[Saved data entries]
+--

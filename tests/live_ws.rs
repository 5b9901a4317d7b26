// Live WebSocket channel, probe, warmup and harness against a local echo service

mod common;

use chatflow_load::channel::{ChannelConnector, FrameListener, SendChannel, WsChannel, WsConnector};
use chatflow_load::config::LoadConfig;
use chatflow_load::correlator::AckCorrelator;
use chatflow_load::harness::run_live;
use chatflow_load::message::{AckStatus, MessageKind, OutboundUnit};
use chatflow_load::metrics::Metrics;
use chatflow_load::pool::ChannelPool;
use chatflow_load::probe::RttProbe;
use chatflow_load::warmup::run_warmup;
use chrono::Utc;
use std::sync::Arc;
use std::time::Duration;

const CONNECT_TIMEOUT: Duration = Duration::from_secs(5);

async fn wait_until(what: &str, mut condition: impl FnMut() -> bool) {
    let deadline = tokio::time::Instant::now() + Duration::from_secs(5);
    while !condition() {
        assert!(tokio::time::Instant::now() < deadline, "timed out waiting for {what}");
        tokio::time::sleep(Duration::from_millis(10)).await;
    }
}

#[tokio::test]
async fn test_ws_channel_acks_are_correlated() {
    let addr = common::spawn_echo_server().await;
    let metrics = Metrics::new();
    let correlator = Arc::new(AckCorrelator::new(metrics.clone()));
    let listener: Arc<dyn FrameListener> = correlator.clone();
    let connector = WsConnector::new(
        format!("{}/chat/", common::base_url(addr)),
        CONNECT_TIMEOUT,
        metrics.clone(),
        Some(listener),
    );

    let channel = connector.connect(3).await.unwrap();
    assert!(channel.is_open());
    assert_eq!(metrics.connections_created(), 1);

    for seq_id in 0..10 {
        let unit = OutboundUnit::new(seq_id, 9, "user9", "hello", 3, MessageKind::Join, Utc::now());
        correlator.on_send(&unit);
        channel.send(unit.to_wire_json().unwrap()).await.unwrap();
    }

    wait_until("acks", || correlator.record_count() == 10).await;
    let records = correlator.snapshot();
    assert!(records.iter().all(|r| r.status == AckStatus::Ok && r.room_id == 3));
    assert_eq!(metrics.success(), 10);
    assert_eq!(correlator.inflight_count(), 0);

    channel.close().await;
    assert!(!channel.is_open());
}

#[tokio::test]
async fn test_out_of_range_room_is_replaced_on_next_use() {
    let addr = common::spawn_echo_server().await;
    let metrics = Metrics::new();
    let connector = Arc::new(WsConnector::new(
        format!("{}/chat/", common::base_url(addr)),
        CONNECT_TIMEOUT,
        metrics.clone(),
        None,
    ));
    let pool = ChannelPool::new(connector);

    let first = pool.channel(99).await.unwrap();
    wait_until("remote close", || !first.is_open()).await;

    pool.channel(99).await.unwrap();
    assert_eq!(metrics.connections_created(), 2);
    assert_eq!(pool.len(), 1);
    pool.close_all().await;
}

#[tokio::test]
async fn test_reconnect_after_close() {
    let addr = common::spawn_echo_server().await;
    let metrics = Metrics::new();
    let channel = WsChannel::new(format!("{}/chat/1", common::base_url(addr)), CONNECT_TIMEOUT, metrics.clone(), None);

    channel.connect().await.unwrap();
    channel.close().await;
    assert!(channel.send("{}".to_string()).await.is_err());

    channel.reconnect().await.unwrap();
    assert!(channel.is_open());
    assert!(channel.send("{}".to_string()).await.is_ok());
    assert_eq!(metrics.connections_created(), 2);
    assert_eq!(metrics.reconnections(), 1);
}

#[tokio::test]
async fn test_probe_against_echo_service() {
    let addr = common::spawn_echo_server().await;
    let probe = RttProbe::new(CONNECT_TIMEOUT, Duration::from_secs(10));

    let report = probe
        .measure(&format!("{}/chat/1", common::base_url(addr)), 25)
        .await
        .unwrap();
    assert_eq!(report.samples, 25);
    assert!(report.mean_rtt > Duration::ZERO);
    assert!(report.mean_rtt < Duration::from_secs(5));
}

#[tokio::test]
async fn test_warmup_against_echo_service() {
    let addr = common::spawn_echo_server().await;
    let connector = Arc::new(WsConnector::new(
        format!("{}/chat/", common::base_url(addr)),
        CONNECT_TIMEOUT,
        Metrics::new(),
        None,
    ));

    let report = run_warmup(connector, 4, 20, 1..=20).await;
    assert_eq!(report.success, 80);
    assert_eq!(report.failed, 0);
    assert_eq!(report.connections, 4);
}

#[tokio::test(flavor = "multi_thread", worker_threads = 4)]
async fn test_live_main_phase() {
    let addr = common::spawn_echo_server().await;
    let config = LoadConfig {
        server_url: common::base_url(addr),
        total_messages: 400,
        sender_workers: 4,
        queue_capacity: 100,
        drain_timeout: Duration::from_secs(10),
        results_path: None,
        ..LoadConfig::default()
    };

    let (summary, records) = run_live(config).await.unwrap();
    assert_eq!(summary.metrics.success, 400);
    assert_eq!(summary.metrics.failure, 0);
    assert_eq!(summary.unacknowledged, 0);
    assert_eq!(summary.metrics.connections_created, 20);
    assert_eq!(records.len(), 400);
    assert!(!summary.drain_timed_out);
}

+--

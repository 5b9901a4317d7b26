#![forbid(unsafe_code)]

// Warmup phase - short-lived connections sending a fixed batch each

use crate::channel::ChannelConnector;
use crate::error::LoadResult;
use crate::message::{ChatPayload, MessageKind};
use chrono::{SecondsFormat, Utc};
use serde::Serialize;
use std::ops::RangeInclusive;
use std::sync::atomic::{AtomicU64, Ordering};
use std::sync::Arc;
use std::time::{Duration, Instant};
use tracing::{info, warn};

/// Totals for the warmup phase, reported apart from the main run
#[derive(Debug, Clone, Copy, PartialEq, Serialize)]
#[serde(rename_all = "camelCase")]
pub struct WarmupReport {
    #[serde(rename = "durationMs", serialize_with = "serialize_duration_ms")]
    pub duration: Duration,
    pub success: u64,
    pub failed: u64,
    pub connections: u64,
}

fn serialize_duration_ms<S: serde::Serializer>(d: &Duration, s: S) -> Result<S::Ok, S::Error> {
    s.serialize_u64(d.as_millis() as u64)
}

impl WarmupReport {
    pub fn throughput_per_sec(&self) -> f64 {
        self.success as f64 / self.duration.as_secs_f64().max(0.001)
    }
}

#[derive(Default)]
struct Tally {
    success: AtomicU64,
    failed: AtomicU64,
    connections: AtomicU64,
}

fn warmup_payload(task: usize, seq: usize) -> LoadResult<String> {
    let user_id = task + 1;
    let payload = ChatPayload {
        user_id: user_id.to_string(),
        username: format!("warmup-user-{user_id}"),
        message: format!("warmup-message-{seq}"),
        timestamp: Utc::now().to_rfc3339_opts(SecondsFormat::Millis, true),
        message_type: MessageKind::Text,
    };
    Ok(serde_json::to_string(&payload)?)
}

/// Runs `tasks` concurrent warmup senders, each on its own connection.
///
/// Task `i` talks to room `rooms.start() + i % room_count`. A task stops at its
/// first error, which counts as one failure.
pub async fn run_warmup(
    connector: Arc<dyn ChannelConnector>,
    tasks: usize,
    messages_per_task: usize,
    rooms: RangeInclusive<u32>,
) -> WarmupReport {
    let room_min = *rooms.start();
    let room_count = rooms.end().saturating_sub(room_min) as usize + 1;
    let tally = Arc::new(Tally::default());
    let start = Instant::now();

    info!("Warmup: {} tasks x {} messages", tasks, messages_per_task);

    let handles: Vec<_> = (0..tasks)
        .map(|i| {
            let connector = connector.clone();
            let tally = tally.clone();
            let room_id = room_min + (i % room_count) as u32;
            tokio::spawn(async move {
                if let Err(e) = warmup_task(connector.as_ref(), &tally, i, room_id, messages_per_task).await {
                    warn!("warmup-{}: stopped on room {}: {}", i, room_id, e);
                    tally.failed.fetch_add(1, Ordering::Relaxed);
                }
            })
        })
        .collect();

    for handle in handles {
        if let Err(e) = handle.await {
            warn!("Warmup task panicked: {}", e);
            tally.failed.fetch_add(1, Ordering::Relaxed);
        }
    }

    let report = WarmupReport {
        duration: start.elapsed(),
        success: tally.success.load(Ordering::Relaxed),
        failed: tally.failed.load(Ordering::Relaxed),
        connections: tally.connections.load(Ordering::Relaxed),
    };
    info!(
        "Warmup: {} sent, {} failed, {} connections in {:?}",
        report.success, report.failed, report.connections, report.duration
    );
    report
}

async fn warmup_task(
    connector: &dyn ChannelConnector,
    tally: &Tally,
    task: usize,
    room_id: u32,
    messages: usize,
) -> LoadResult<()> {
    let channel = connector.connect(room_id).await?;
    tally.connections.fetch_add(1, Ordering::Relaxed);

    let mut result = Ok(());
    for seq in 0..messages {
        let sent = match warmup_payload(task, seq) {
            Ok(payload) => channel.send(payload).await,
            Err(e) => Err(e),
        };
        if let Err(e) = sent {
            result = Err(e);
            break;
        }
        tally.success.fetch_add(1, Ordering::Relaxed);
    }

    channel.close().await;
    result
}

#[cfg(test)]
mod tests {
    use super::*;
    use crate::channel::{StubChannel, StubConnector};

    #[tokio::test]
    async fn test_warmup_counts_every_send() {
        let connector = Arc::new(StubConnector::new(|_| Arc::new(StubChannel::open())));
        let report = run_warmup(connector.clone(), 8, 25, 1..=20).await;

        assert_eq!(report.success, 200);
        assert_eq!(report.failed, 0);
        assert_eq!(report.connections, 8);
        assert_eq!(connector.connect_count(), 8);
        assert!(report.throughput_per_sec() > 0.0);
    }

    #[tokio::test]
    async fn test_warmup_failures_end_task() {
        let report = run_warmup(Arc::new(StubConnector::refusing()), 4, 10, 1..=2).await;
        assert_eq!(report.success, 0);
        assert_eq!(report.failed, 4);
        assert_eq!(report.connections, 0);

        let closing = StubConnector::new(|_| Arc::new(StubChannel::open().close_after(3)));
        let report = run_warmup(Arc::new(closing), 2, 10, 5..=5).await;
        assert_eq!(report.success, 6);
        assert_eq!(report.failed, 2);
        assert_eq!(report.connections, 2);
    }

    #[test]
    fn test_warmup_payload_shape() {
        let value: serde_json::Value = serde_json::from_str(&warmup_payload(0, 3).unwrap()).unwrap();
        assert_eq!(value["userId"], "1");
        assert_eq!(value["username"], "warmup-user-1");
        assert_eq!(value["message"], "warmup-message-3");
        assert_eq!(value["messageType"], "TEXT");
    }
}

+--

Begin at the line above that has "filename tests/live_ws.rs" and stop after the line that has "use chatflow_load::harness::run_live;", copying each line exactly and adding nothing else.

filename tests/live_ws.rs
repository 5b9901a4317d7b26
// Live WebSocket channel, probe, warmup and harness against a local echo service

mod common;

use chatflow_load::channel::{ChannelConnector, FrameListener, SendChannel, WsChannel, WsConnector};
use chatflow_load::config::LoadConfig;
use chatflow_load::correlator::AckCorrelator;
use chatflow_load::harness::run_live;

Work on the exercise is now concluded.